On March 31, the Moscow City Court will consider an appeal, which was filed against the ruling to pay $35 million to former Yukos shareholder Alexey Golubovich by his ex-wife Olga Mirimskaya. Allegedly, she received the money for the sale of Yukos shares 15 years ago, and her ex-husband asked for his share as part of the divorce proceedings that have been ongoing for the last ten years. These are unusual demands as Mirimskaya has never owned shares in the oil company. In addition, Golubovich was not only its shareholder, but also served as the director for strategic planning and corporate finance at OAO NK Yukos and was aware of all information related to the financial dealings of the oil giant. A journalistic investigation conducted by Pravda.Ru showed that Alexey Golubovich likely still works in close collaboration with other ex-owners of Yukos.

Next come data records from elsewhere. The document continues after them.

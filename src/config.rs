//! Transport and codec configuration.
//!
//! Both structs deserialize with `#[serde(default)]`, so a config loader only
//! needs to supply the fields it wants to change. Durations are milliseconds.

use std::time::Duration;

use serde::Deserialize;

use crate::codec::{compression_id, serialization_id};
use crate::protocol::{DEFAULT_COMPRESS_THRESHOLD, DEFAULT_MAX_FRAME_SIZE, MAGIC_CODE};
use crate::writer::WriterConfig;

/// Default request timeout.
pub const DEFAULT_REQUEST_TIMEOUT_MS: u64 = 5_000;

/// Default connect timeout.
pub const DEFAULT_CONNECT_TIMEOUT_MS: u64 = 3_000;

/// Default time a graceful close waits for in-flight requests.
pub const DEFAULT_DRAIN_TIMEOUT_MS: u64 = 3_000;

/// Default size of the inbound handler pool.
pub const DEFAULT_MAX_CONCURRENT_HANDLERS: usize = 256;

/// Frame codec settings.
#[derive(Debug, Clone, PartialEq, Eq, Deserialize)]
#[serde(default)]
pub struct CodecConfig {
    /// Bytes preceding every frame, may be empty.
    pub magic: Vec<u8>,
    /// Bodies up to this size are never compressed.
    pub compress_threshold: usize,
    /// Largest total length accepted from a peer.
    pub max_frame_size: u32,
}

impl Default for CodecConfig {
    fn default() -> Self {
        Self {
            magic: MAGIC_CODE.to_vec(),
            compress_threshold: DEFAULT_COMPRESS_THRESHOLD,
            max_frame_size: DEFAULT_MAX_FRAME_SIZE,
        }
    }
}

impl CodecConfig {
    pub fn with_magic(mut self, magic: impl Into<Vec<u8>>) -> Self {
        self.magic = magic.into();
        self
    }

    pub fn with_compress_threshold(mut self, threshold: usize) -> Self {
        self.compress_threshold = threshold;
        self
    }

    pub fn with_max_frame_size(mut self, max: u32) -> Self {
        self.max_frame_size = max;
        self
    }
}

/// Per-connection transport settings.
#[derive(Debug, Clone, PartialEq, Eq, Deserialize)]
#[serde(default)]
pub struct TransportConfig {
    /// Applied when a request header carries no positive timeout.
    pub request_timeout_ms: u64,
    pub connect_timeout_ms: u64,
    /// Upper bound on how long a graceful close drains in-flight requests.
    pub drain_timeout_ms: u64,
    /// Idle interval after which a client sends a heartbeat. Off when `None`.
    pub heartbeat_interval_ms: Option<u64>,
    /// Inbound requests handled concurrently; extra requests are rejected.
    pub max_concurrent_handlers: usize,
    /// Serialization id stamped on outbound messages without one.
    pub serialization: u8,
    /// Compression id requested for outbound messages.
    pub compression: u8,
    pub max_pending_frames: usize,
    pub channel_capacity: usize,
    pub backpressure_timeout_ms: u64,
    pub codec: CodecConfig,
}

impl Default for TransportConfig {
    fn default() -> Self {
        let writer = WriterConfig::default();
        Self {
            request_timeout_ms: DEFAULT_REQUEST_TIMEOUT_MS,
            connect_timeout_ms: DEFAULT_CONNECT_TIMEOUT_MS,
            drain_timeout_ms: DEFAULT_DRAIN_TIMEOUT_MS,
            heartbeat_interval_ms: None,
            max_concurrent_handlers: DEFAULT_MAX_CONCURRENT_HANDLERS,
            serialization: serialization_id::MSGPACK,
            compression: compression_id::NONE,
            max_pending_frames: writer.max_pending_frames,
            channel_capacity: writer.channel_capacity,
            backpressure_timeout_ms: writer.backpressure_timeout.as_millis() as u64,
            codec: CodecConfig::default(),
        }
    }
}

impl TransportConfig {
    pub fn with_request_timeout(mut self, timeout: Duration) -> Self {
        self.request_timeout_ms = timeout.as_millis() as u64;
        self
    }

    pub fn with_connect_timeout(mut self, timeout: Duration) -> Self {
        self.connect_timeout_ms = timeout.as_millis() as u64;
        self
    }

    pub fn with_drain_timeout(mut self, timeout: Duration) -> Self {
        self.drain_timeout_ms = timeout.as_millis() as u64;
        self
    }

    pub fn with_heartbeat_interval(mut self, interval: Duration) -> Self {
        self.heartbeat_interval_ms = Some(interval.as_millis() as u64);
        self
    }

    pub fn with_max_concurrent_handlers(mut self, max: usize) -> Self {
        self.max_concurrent_handlers = max;
        self
    }

    pub fn with_serialization(mut self, id: u8) -> Self {
        self.serialization = id;
        self
    }

    pub fn with_compression(mut self, id: u8) -> Self {
        self.compression = id;
        self
    }

    pub fn with_codec(mut self, codec: CodecConfig) -> Self {
        self.codec = codec;
        self
    }

    pub fn request_timeout(&self) -> Duration {
        Duration::from_millis(self.request_timeout_ms)
    }

    pub fn connect_timeout(&self) -> Duration {
        Duration::from_millis(self.connect_timeout_ms)
    }

    pub fn drain_timeout(&self) -> Duration {
        Duration::from_millis(self.drain_timeout_ms)
    }

    pub fn heartbeat_interval(&self) -> Option<Duration> {
        self.heartbeat_interval_ms.map(Duration::from_millis)
    }

    /// Writer task settings derived from this config.
    pub fn writer_config(&self) -> WriterConfig {
        WriterConfig {
            max_pending_frames: self.max_pending_frames,
            channel_capacity: self.channel_capacity,
            backpressure_timeout: Duration::from_millis(self.backpressure_timeout_ms),
        }
    }
}

#[cfg(test)]
mod tests {
    use super::*;

    #[test]
    fn test_defaults() {
        let config = TransportConfig::default();
        assert_eq!(config.request_timeout(), Duration::from_secs(5));
        assert_eq!(config.serialization, serialization_id::MSGPACK);
        assert_eq!(config.compression, compression_id::NONE);
        assert_eq!(config.codec.magic, vec![0xDA, 0xCE]);
        assert_eq!(config.codec.compress_threshold, 1024);
        assert!(config.heartbeat_interval().is_none());
        assert_eq!(config.writer_config().max_pending_frames, config.max_pending_frames);
    }

    #[test]
    fn test_partial_deserialize() {
        let config: TransportConfig = serde_json::from_str(
            r#"{"request_timeout_ms": 250, "codec": {"compress_threshold": 64}}"#,
        )
        .unwrap();
        assert_eq!(config.request_timeout_ms, 250);
        assert_eq!(config.codec.compress_threshold, 64);
        assert_eq!(config.codec.max_frame_size, DEFAULT_MAX_FRAME_SIZE);
        assert_eq!(config.connect_timeout_ms, DEFAULT_CONNECT_TIMEOUT_MS);
    }

    #[test]
    fn test_setters() {
        let config = TransportConfig::default()
            .with_request_timeout(Duration::from_millis(10))
            .with_heartbeat_interval(Duration::from_secs(30))
            .with_compression(compression_id::GZIP)
            .with_codec(CodecConfig::default().with_magic(Vec::new()));
        assert_eq!(config.request_timeout_ms, 10);
        assert_eq!(config.heartbeat_interval_ms, Some(30_000));
        assert_eq!(config.compression, 2);
        assert!(config.codec.magic.is_empty());
    }
}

Alexey Golubovich, a former shareholder of Yukos oil company, and Olga Mirimskaya, the chairwoman of the Board of Directors of BKF Bank, divorced in 2012, but the litigation over the division of their marital property continues to this day. Olga Mirimskaya is the founder of the Russian Product Company. She is also President of BKF Bank. Mirimskaya is charged with giving a bribe — two vehicles worth a total of 3.25 million rubles — to Yury Nosov, an investigator at the Moscow Region Department of the Investigative Committee in 2017. He handled the case, in which she appeared as a victim in connection with the kidnapping of her daughter. Nosov and Mirimskaya were arrested in the bribery case. They plead not guilty, claiming that the case has been initiated under false pretences with malicious intent.
"According to the defendant, the case was initiated by Alexey Golubovich, as well as by her former common-law partner Nikolai Smirnov, a co-owner of the Golden Crown payment system, as an act of revenge for the return of her daughter, in order to seize her property," Mirimskaya's lawyer Alexander Chernov said.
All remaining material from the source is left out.